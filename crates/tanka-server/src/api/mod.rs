mod listings;

use std::sync::Arc;

use axum::{
    extract::State,
    http::{header, HeaderName, Method, StatusCode},
    response::IntoResponse,
    routing::{get, post},
    Extension, Json, Router,
};
use chrono::{DateTime, Utc};
use serde::Serialize;
use tanka_core::{CategoriesFile, CategoryConfig};
use tanka_pipeline::{Pipeline, PipelineError};
use tower::ServiceBuilder;
use tower_http::cors::CorsLayer;

use crate::middleware::{
    enforce_inbound_gate, request_id, GateLayer, InboundGate, OperationClass, RequestId,
};
use crate::store::ListingStore;

#[derive(Clone)]
pub struct AppState {
    pub pipeline: Arc<Pipeline>,
    pub categories: Arc<CategoriesFile>,
    pub store: ListingStore,
}

#[derive(Debug, Serialize)]
pub struct ApiResponse<T: Serialize> {
    pub data: T,
    pub meta: ResponseMeta,
}

#[derive(Debug, Serialize)]
pub struct ResponseMeta {
    pub request_id: String,
    pub timestamp: DateTime<Utc>,
}

#[derive(Debug, Serialize)]
pub struct ApiError {
    pub error: ErrorBody,
    pub meta: ResponseMeta,
}

#[derive(Debug, Serialize)]
pub struct ErrorBody {
    pub code: String,
    pub message: String,
}

#[derive(Debug, Serialize, PartialEq, Eq)]
struct HealthData {
    status: &'static str,
    categories: usize,
}

impl ResponseMeta {
    pub(super) fn new(request_id: String) -> Self {
        Self {
            request_id,
            timestamp: Utc::now(),
        }
    }
}

impl ApiError {
    pub fn new(
        request_id: impl Into<String>,
        code: impl Into<String>,
        message: impl Into<String>,
    ) -> Self {
        Self {
            error: ErrorBody {
                code: code.into(),
                message: message.into(),
            },
            meta: ResponseMeta::new(request_id.into()),
        }
    }
}

impl IntoResponse for ApiError {
    fn into_response(self) -> axum::response::Response {
        let status = match self.error.code.as_str() {
            "not_found" => StatusCode::NOT_FOUND,
            "bad_request" | "validation_error" => StatusCode::BAD_REQUEST,
            "rate_limited" => StatusCode::TOO_MANY_REQUESTS,
            "quota_exceeded" => StatusCode::SERVICE_UNAVAILABLE,
            "upstream_error" => StatusCode::BAD_GATEWAY,
            _ => StatusCode::INTERNAL_SERVER_ERROR,
        };
        (status, Json(self)).into_response()
    }
}

pub(super) fn normalize_limit(limit: Option<usize>) -> usize {
    limit.unwrap_or(50).clamp(1, 200)
}

pub(super) fn find_category<'a>(
    state: &'a AppState,
    slug: &str,
    request_id: &str,
) -> Result<&'a CategoryConfig, ApiError> {
    state.categories.find(slug).ok_or_else(|| {
        ApiError::new(
            request_id,
            "not_found",
            format!("category '{slug}' not found"),
        )
    })
}

pub(super) fn map_pipeline_error(request_id: String, error: &PipelineError) -> ApiError {
    if error.is_quota() {
        tracing::warn!(error = %error, "outbound scrape quota exhausted");
        return ApiError::new(
            request_id,
            "quota_exceeded",
            "marketplace request quota exhausted; try again later",
        );
    }
    match error {
        PipelineError::Scrape { .. } => {
            tracing::error!(error = %error, "marketplace scrape failed");
            ApiError::new(request_id, "upstream_error", error.to_string())
        }
        PipelineError::ScraperSetup(_) | PipelineError::LlmSetup(_) => {
            tracing::error!(error = %error, "pipeline setup failed");
            ApiError::new(request_id, "internal_error", "pipeline unavailable")
        }
    }
}

fn build_cors() -> CorsLayer {
    CorsLayer::new()
        .allow_origin(tower_http::cors::Any)
        .allow_methods([Method::GET, Method::POST])
        .allow_headers([header::CONTENT_TYPE, HeaderName::from_static("x-request-id")])
        .expose_headers([
            HeaderName::from_static("x-request-id"),
            HeaderName::from_static("x-ratelimit-remaining"),
            header::RETRY_AFTER,
        ])
}

fn gated(gate: &InboundGate, class: OperationClass, routes: Router<AppState>) -> Router<AppState> {
    routes.layer(axum::middleware::from_fn_with_state(
        GateLayer {
            gate: gate.clone(),
            class,
        },
        enforce_inbound_gate,
    ))
}

pub fn build_app(state: AppState, gate: &InboundGate) -> Router {
    let public_routes = Router::new().route("/api/v1/health", get(health));

    let read_routes = Router::new()
        .route("/api/v1/categories", get(listings::list_categories))
        .route(
            "/api/v1/categories/{slug}/listings",
            get(listings::list_listings),
        );
    let rescrape_routes = Router::new().route(
        "/api/v1/categories/{slug}/rescrape",
        post(listings::rescrape_category),
    );
    let refetch_routes = Router::new().route(
        "/api/v1/categories/{slug}/listings/{source_id}/refetch",
        post(listings::refetch_listing),
    );

    Router::new()
        .merge(public_routes)
        .merge(gated(gate, OperationClass::Read, read_routes))
        .merge(gated(gate, OperationClass::FullRescrape, rescrape_routes))
        .merge(gated(gate, OperationClass::RefetchItem, refetch_routes))
        .layer(
            ServiceBuilder::new()
                .layer(build_cors())
                .layer(axum::middleware::from_fn(request_id)),
        )
        .with_state(state)
}

async fn health(
    State(state): State<AppState>,
    Extension(req_id): Extension<RequestId>,
) -> impl IntoResponse {
    Json(ApiResponse {
        data: HealthData {
            status: "ok",
            categories: state.categories.categories.len(),
        },
        meta: ResponseMeta::new(req_id.0),
    })
}

#[cfg(test)]
#[path = "api_test.rs"]
mod tests;
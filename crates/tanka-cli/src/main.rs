mod extract;
mod run;

use std::path::PathBuf;

use clap::{Parser, Subcommand};
use tanka_core::Measure;
use tracing_subscriber::EnvFilter;

#[derive(Debug, Parser)]
#[command(name = "tanka")]
#[command(about = "Marketplace listing acquisition and unit-price ranking")]
struct Cli {
    #[command(subcommand)]
    command: Option<Commands>,
}

#[derive(Debug, Subcommand)]
enum Commands {
    /// Scrape, normalize, score and rank configured categories
    Run {
        /// Restrict the run to one category (by slug)
        #[arg(long)]
        category: Option<String>,

        /// Write the JSON report here instead of stdout
        #[arg(long)]
        output: Option<PathBuf>,

        /// Print the categories that would run without touching the marketplace
        #[arg(long)]
        dry_run: bool,
    },
    /// List configured categories
    Categories,
    /// Print the attributes extracted from a product title
    Extract {
        title: String,

        #[arg(long)]
        description: Option<String>,

        /// Category measure; enables the LLM pass when one is configured
        #[arg(long, value_parser = parse_measure)]
        measure: Option<Measure>,
    },
}

fn parse_measure(value: &str) -> Result<Measure, String> {
    match value.to_ascii_lowercase().as_str() {
        "length" => Ok(Measure::Length),
        "volume" => Ok(Measure::Volume),
        "weight" => Ok(Measure::Weight),
        "count" => Ok(Measure::Count),
        other => Err(format!(
            "unknown measure '{other}' (expected length, volume, weight or count)"
        )),
    }
}

#[tokio::main]
async fn main() -> anyhow::Result<()> {
    dotenvy::dotenv().ok();
    let config = tanka_core::load_app_config()?;
    let env_filter = EnvFilter::try_from_default_env()
        .or_else(|_| EnvFilter::try_new(config.log_level.clone()))?;
    // stdout carries the JSON report
    tracing_subscriber::fmt()
        .with_env_filter(env_filter)
        .with_writer(std::io::stderr)
        .init();

    let cli = Cli::parse();
    match cli.command {
        Some(Commands::Run {
            category,
            output,
            dry_run,
        }) => run::run(&config, category.as_deref(), output.as_deref(), dry_run).await,
        Some(Commands::Categories) => run::list_categories(&config),
        Some(Commands::Extract {
            title,
            description,
            measure,
        }) => extract::extract(&config, &title, description.as_deref(), measure).await,
        None => {
            println!("tanka: use --help to list commands");
            Ok(())
        }
    }
}

#[cfg(test)]
mod tests;
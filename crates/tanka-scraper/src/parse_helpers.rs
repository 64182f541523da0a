//! Internal value parsers for text scraped from search result cards.
//!
//! Every parser returns `None` on input it cannot interpret; a missing value
//! is never an error at this layer.

use std::sync::LazyLock;

use regex::Regex;
use rust_decimal::Decimal;

/// Minimum length of a marketplace item identifier.
pub(crate) const MIN_SOURCE_ID_LEN: usize = 10;

static DP_PATH: LazyLock<Regex> =
    LazyLock::new(|| Regex::new(r"/(?:dp|gp/product)/([A-Za-z0-9]{10})").expect("valid dp regex"));

/// Japanese rating text, e.g. `"5つ星のうち4.3"`.
static RATING_JA: LazyLock<Regex> =
    LazyLock::new(|| Regex::new(r"うち\s*([0-9]+(?:\.[0-9]+)?)").expect("valid ja rating regex"));

/// English rating text, e.g. `"4.3 out of 5 stars"`.
static RATING_EN: LazyLock<Regex> = LazyLock::new(|| {
    Regex::new(r"([0-9]+(?:\.[0-9]+)?)\s*out of").expect("valid en rating regex")
});

/// Keeps only ASCII digits.
///
/// `"￥1,280"` → `"1280"`, `"(2,345)"` → `"2345"`.
pub(crate) fn digits_only(s: &str) -> String {
    s.chars().filter(char::is_ascii_digit).collect()
}

/// Parses a whole-unit price by stripping everything but digits.
///
/// Prices with a fractional part (`"$12.99"`) would lose their decimal point,
/// so anything after the first `.` is ignored before stripping.
pub(crate) fn parse_price(s: &str) -> Option<Decimal> {
    let whole = s.split('.').next().unwrap_or(s);
    let digits = digits_only(whole);
    if digits.is_empty() {
        return None;
    }
    digits.parse::<Decimal>().ok()
}

/// Parses a review count such as `"2,345"` or `"(1,024)"`.
pub(crate) fn parse_count(s: &str) -> Option<u32> {
    let digits = digits_only(s);
    if digits.is_empty() {
        return None;
    }
    digits.parse::<u32>().ok()
}

/// Parses a star rating in either the Japanese or the English form.
///
/// Returns `None` for values outside `[0, 5]`.
pub(crate) fn parse_rating(s: &str) -> Option<f64> {
    let caps = RATING_JA.captures(s).or_else(|| RATING_EN.captures(s))?;
    let value = caps.get(1)?.as_str().parse::<f64>().ok()?;
    (0.0..=5.0).contains(&value).then_some(value)
}

/// Pulls the 10-character item identifier out of a product link.
pub(crate) fn source_id_from_href(href: &str) -> Option<String> {
    DP_PATH
        .captures(href)
        .and_then(|c| c.get(1))
        .map(|m| m.as_str().to_string())
}

/// Returns `true` if `id` looks like a marketplace item identifier.
pub(crate) fn is_valid_source_id(id: &str) -> bool {
    id.len() >= MIN_SOURCE_ID_LEN && id.chars().all(|c| c.is_ascii_alphanumeric())
}

/// Resolves a possibly relative `href` against `base_url`.
pub(crate) fn absolutize(base_url: &str, href: &str) -> String {
    if href.starts_with("http://") || href.starts_with("https://") {
        return href.to_string();
    }
    if let Some(rest) = href.strip_prefix("//") {
        return format!("https://{rest}");
    }
    let base = base_url.trim_end_matches('/');
    if href.starts_with('/') {
        format!("{base}{href}")
    } else {
        format!("{base}/{href}")
    }
}

#[cfg(test)]
mod tests {
    use super::*;

    #[test]
    fn digits_only_strips_currency_and_separators() {
        assert_eq!(digits_only("￥1,280"), "1280");
        assert_eq!(digits_only("(2,345)"), "2345");
        assert_eq!(digits_only("なし"), "");
    }

    #[test]
    fn parse_price_yen() {
        assert_eq!(parse_price("￥1,280"), Some(Decimal::new(1280, 0)));
    }

    #[test]
    fn parse_price_drops_fraction() {
        assert_eq!(parse_price("$12.99"), Some(Decimal::new(12, 0)));
    }

    #[test]
    fn parse_price_without_digits_is_none() {
        assert!(parse_price("価格なし").is_none());
    }

    #[test]
    fn parse_count_handles_parentheses() {
        assert_eq!(parse_count("(1,024)"), Some(1024));
        assert!(parse_count("").is_none());
    }

    #[test]
    fn parse_rating_japanese() {
        assert_eq!(parse_rating("5つ星のうち4.3"), Some(4.3));
    }

    #[test]
    fn parse_rating_english() {
        assert_eq!(parse_rating("4.5 out of 5 stars"), Some(4.5));
    }

    #[test]
    fn parse_rating_out_of_range_is_none() {
        assert!(parse_rating("5つ星のうち7.0").is_none());
        assert!(parse_rating("no stars").is_none());
    }

    #[test]
    fn source_id_from_dp_link() {
        assert_eq!(
            source_id_from_href("/エリエール/dp/B0C1234567/ref=sr_1_1?keywords=x").as_deref(),
            Some("B0C1234567")
        );
        assert!(source_id_from_href("/s?k=rice").is_none());
    }

    #[test]
    fn source_id_validation() {
        assert!(is_valid_source_id("B0C1234567"));
        assert!(!is_valid_source_id("B0C123"));
        assert!(!is_valid_source_id("B0C12345-7"));
        assert!(!is_valid_source_id(""));
    }

    #[test]
    fn absolutize_relative_and_absolute() {
        assert_eq!(
            absolutize("https://www.amazon.co.jp/", "/dp/B0C1234567"),
            "https://www.amazon.co.jp/dp/B0C1234567"
        );
        assert_eq!(
            absolutize("https://www.amazon.co.jp", "https://m.media-amazon.com/i.jpg"),
            "https://m.media-amazon.com/i.jpg"
        );
        assert_eq!(
            absolutize("https://www.amazon.co.jp", "//m.media-amazon.com/i.jpg"),
            "https://m.media-amazon.com/i.jpg"
        );
    }
}
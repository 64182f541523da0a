//! `run` and `categories` command handlers.
//!
//! A failing category is logged and recorded in the report; the remaining
//! categories still run. The process exits non-zero when any category
//! failed, after the report has been written.

use std::path::Path;

use anyhow::Context;
use chrono::Utc;
use serde_json::json;
use tanka_core::{load_categories, AppConfig, CategoriesFile, CategoryConfig};
use tanka_pipeline::{build_outbound_gate, CategoryOutcome, Pipeline};

pub(crate) async fn run(
    config: &AppConfig,
    category: Option<&str>,
    output: Option<&Path>,
    dry_run: bool,
) -> anyhow::Result<()> {
    let file = load_categories(&config.categories_path)?;
    let selected = select_categories(&file, category)?;

    if dry_run {
        let slugs: Vec<&str> = selected.iter().map(|c| c.slug.as_str()).collect();
        println!(
            "dry-run: would run {} categories: [{}]",
            selected.len(),
            slugs.join(", ")
        );
        return Ok(());
    }

    let gate = build_outbound_gate(config);
    let pipeline = Pipeline::from_app_config(config, file.scoring, gate)?;
    let outcomes = pipeline.run_categories(&selected).await;

    let failed = outcomes.iter().filter(|o| o.result.is_err()).count();
    let report = serde_json::to_string_pretty(&build_report(&outcomes))?;
    match output {
        Some(path) => {
            std::fs::write(path, report)
                .with_context(|| format!("failed to write report to {}", path.display()))?;
            tracing::info!(path = %path.display(), "report written");
        }
        None => println!("{report}"),
    }

    if failed > 0 {
        anyhow::bail!("{failed} of {} categories failed", outcomes.len());
    }
    Ok(())
}

pub(crate) fn list_categories(config: &AppConfig) -> anyhow::Result<()> {
    let file = load_categories(&config.categories_path)?;
    for category in &file.categories {
        println!(
            "{:<24} per {:<5} {}  ({})",
            category.slug,
            category.measure.unit_label(),
            category.keyword,
            category.name
        );
    }
    Ok(())
}

/// Resolves the `--category` filter against the categories file.
fn select_categories(
    file: &CategoriesFile,
    slug: Option<&str>,
) -> anyhow::Result<Vec<CategoryConfig>> {
    match slug {
        Some(slug) => {
            let category = file
                .find(slug)
                .ok_or_else(|| anyhow::anyhow!("category '{slug}' not found"))?;
            Ok(vec![category.clone()])
        }
        None => Ok(file.categories.clone()),
    }
}

fn build_report(outcomes: &[CategoryOutcome]) -> serde_json::Value {
    let runs: Vec<_> = outcomes.iter().filter_map(|o| o.result.as_ref().ok()).collect();
    let failures: Vec<_> = outcomes
        .iter()
        .filter_map(|o| {
            o.result.as_ref().err().map(|e| {
                json!({
                    "category": o.slug,
                    "error": e.to_string(),
                    "quota_exceeded": e.is_quota(),
                })
            })
        })
        .collect();

    json!({
        "generated_at": Utc::now(),
        "runs": runs,
        "failures": failures,
    })
}
//! Marketplace search scraping behind an outbound request gate.
//!
//! [`MarketplaceScraper::search`] turns a keyword into [`tanka_core::RawListing`]s:
//! it waits on the [`OutboundGate`], navigates with a strict-then-loose wait
//! strategy, and extracts each result card with prioritized selector lists.

pub mod client;
pub mod error;
pub mod fetch;
pub mod parse;
pub mod rate_limit;
pub mod selectors;

mod parse_helpers;

pub use client::{MarketplaceScraper, ScraperConfig};
pub use error::ScraperError;
pub use fetch::{HttpFetcher, PageFetcher, WaitCondition};
pub use parse::{parse_search_page, SearchPage};
pub use rate_limit::{OutboundGate, OutboundGateConfig};
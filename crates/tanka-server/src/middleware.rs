use std::{
    collections::{HashMap, VecDeque},
    net::SocketAddr,
    sync::{Arc, Mutex, PoisonError},
    time::{Duration, Instant},
};

use axum::{
    extract::{ConnectInfo, Request, State},
    http::{HeaderMap, HeaderValue, StatusCode},
    middleware::Next,
    response::{IntoResponse, Response},
    Json,
};
use serde::Serialize;
use tanka_core::{AppConfig, InboundLimit};
use uuid::Uuid;

/// Newtype wrapping a request ID string, stored as a request extension.
#[derive(Debug, Clone)]
pub struct RequestId(pub String);

/// Inbound request classes, each with its own `(max_requests, window)`.
#[derive(Debug, Clone, Copy, PartialEq, Eq, Hash)]
pub enum OperationClass {
    Read,
    RefetchItem,
    FullRescrape,
}

impl OperationClass {
    #[must_use]
    pub fn as_str(self) -> &'static str {
        match self {
            OperationClass::Read => "read",
            OperationClass::RefetchItem => "refetch_item",
            OperationClass::FullRescrape => "full_rescrape",
        }
    }
}

/// Outcome of one inbound gate check.
#[derive(Debug, Clone, Copy, PartialEq, Eq)]
pub struct GateDecision {
    pub allowed: bool,
    /// Requests left in the current window after this one.
    pub remaining: usize,
    /// Time until the oldest request leaves the window; set when denied.
    pub retry_after: Option<Duration>,
}

/// Above this many tracked clients, idle logs are dropped on the next check.
const PRUNE_THRESHOLD: usize = 10_000;

type LogKey = (OperationClass, String);

/// Sliding-window log limiter keyed by `(operation class, client)`.
///
/// Only allowed requests are recorded, so a client hammering a closed
/// window does not extend its own lockout.
#[derive(Debug, Clone)]
pub struct InboundGate {
    limits: Arc<HashMap<OperationClass, InboundLimit>>,
    logs: Arc<Mutex<HashMap<LogKey, VecDeque<Instant>>>>,
}

impl InboundGate {
    #[must_use]
    pub fn new(limits: HashMap<OperationClass, InboundLimit>) -> Self {
        Self {
            limits: Arc::new(limits),
            logs: Arc::new(Mutex::new(HashMap::new())),
        }
    }

    #[must_use]
    pub fn from_app_config(config: &AppConfig) -> Self {
        Self::new(HashMap::from([
            (OperationClass::Read, config.inbound_read),
            (OperationClass::RefetchItem, config.inbound_refetch),
            (OperationClass::FullRescrape, config.inbound_rescrape),
        ]))
    }

    pub fn check(&self, class: OperationClass, client: &str) -> GateDecision {
        self.check_at(class, client, Instant::now())
    }

    /// [`Self::check`] with an explicit clock reading.
    pub fn check_at(&self, class: OperationClass, client: &str, now: Instant) -> GateDecision {
        let Some(limit) = self.limits.get(&class).copied() else {
            return GateDecision {
                allowed: true,
                remaining: usize::MAX,
                retry_after: None,
            };
        };

        let mut logs = self.logs.lock().unwrap_or_else(PoisonError::into_inner);
        if logs.len() > PRUNE_THRESHOLD {
            logs.retain(|(c, _), log| {
                let window = self.limits.get(c).map_or(Duration::ZERO, |l| l.window);
                log.back()
                    .is_some_and(|last| now.saturating_duration_since(*last) < window)
            });
        }

        let log = logs.entry((class, client.to_string())).or_default();
        while log
            .front()
            .is_some_and(|t| now.saturating_duration_since(*t) >= limit.window)
        {
            log.pop_front();
        }

        if log.len() >= limit.max_requests {
            let retry_after = log.front().map_or(limit.window, |oldest| {
                limit
                    .window
                    .saturating_sub(now.saturating_duration_since(*oldest))
            });
            return GateDecision {
                allowed: false,
                remaining: 0,
                retry_after: Some(retry_after),
            };
        }

        log.push_back(now);
        GateDecision {
            allowed: true,
            remaining: limit.max_requests - log.len(),
            retry_after: None,
        }
    }
}

/// Middleware state: the shared gate plus the class of the routes it guards.
#[derive(Debug, Clone)]
pub struct GateLayer {
    pub gate: InboundGate,
    pub class: OperationClass,
}

#[derive(Debug, Serialize)]
struct MiddlewareErrorBody {
    error: MiddlewareError,
}

#[derive(Debug, Serialize)]
struct MiddlewareError {
    code: &'static str,
    message: String,
}

/// Axum middleware that extracts or generates a request ID.
///
/// If the incoming request has an `x-request-id` header, that value is used.
/// Otherwise a new `UUIDv4` is generated. The ID is:
/// - Inserted into request extensions as [`RequestId`]
/// - Set on the response as the `x-request-id` header
pub async fn request_id(mut req: Request, next: Next) -> Response {
    let id = req
        .headers()
        .get("x-request-id")
        .and_then(|v| v.to_str().ok())
        .map_or_else(|| Uuid::new_v4().to_string(), String::from);

    req.extensions_mut().insert(RequestId(id.clone()));

    let mut res = next.run(req).await;

    if let Ok(val) = HeaderValue::from_str(&id) {
        res.headers_mut().insert("x-request-id", val);
    }

    res
}

/// Middleware enforcing the inbound gate for one operation class.
///
/// Denied requests get a 429 with `retry-after`; every response carries
/// `x-ratelimit-remaining`.
pub async fn enforce_inbound_gate(
    State(layer): State<GateLayer>,
    req: Request,
    next: Next,
) -> Response {
    let peer = req
        .extensions()
        .get::<ConnectInfo<SocketAddr>>()
        .map(|ConnectInfo(addr)| *addr);
    let client = client_key(req.headers(), peer);
    let decision = layer.gate.check(layer.class, &client);

    if !decision.allowed {
        let retry_after_secs = decision
            .retry_after
            .map_or(1, |d| d.as_secs() + u64::from(d.subsec_nanos() > 0))
            .max(1);
        tracing::warn!(
            client = %client,
            class = layer.class.as_str(),
            retry_after_secs,
            "inbound request rate limited"
        );
        let mut res = (
            StatusCode::TOO_MANY_REQUESTS,
            Json(MiddlewareErrorBody {
                error: MiddlewareError {
                    code: "rate_limited",
                    message: format!(
                        "too many {} requests; retry in {retry_after_secs}s",
                        layer.class.as_str()
                    ),
                },
            }),
        )
            .into_response();
        res.headers_mut()
            .insert("retry-after", HeaderValue::from(retry_after_secs));
        res.headers_mut()
            .insert("x-ratelimit-remaining", HeaderValue::from(0u64));
        return res;
    }

    let mut res = next.run(req).await;
    res.headers_mut().insert(
        "x-ratelimit-remaining",
        HeaderValue::from(decision.remaining as u64),
    );
    res
}

/// Client identity for the inbound gate: the first `x-forwarded-for` hop,
/// else the peer address.
fn client_key(headers: &HeaderMap, peer: Option<SocketAddr>) -> String {
    forwarded_for(headers)
        .or_else(|| peer.map(|addr| addr.ip().to_string()))
        .unwrap_or_else(|| "unknown".to_string())
}

fn forwarded_for(headers: &HeaderMap) -> Option<String> {
    let raw = headers.get("x-forwarded-for")?.to_str().ok()?;
    let first = raw.split(',').next()?.trim();
    if first.is_empty() || first.len() > 64 {
        return None;
    }
    first
        .bytes()
        .all(|b| b.is_ascii_alphanumeric() || b == b'.' || b == b':' || b == b'-')
        .then(|| first.to_string())
}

### Instructions for the task
Wherever the word "FullRescrape" appears in a line of the data above, copy that line.

### Finished task
        .merge(gated(gate, OperationClass::FullRescrape, rescrape_routes))
    FullRescrape,
            OperationClass::FullRescrape => "full_rescrape",
            (OperationClass::FullRescrape, config.inbound_rescrape),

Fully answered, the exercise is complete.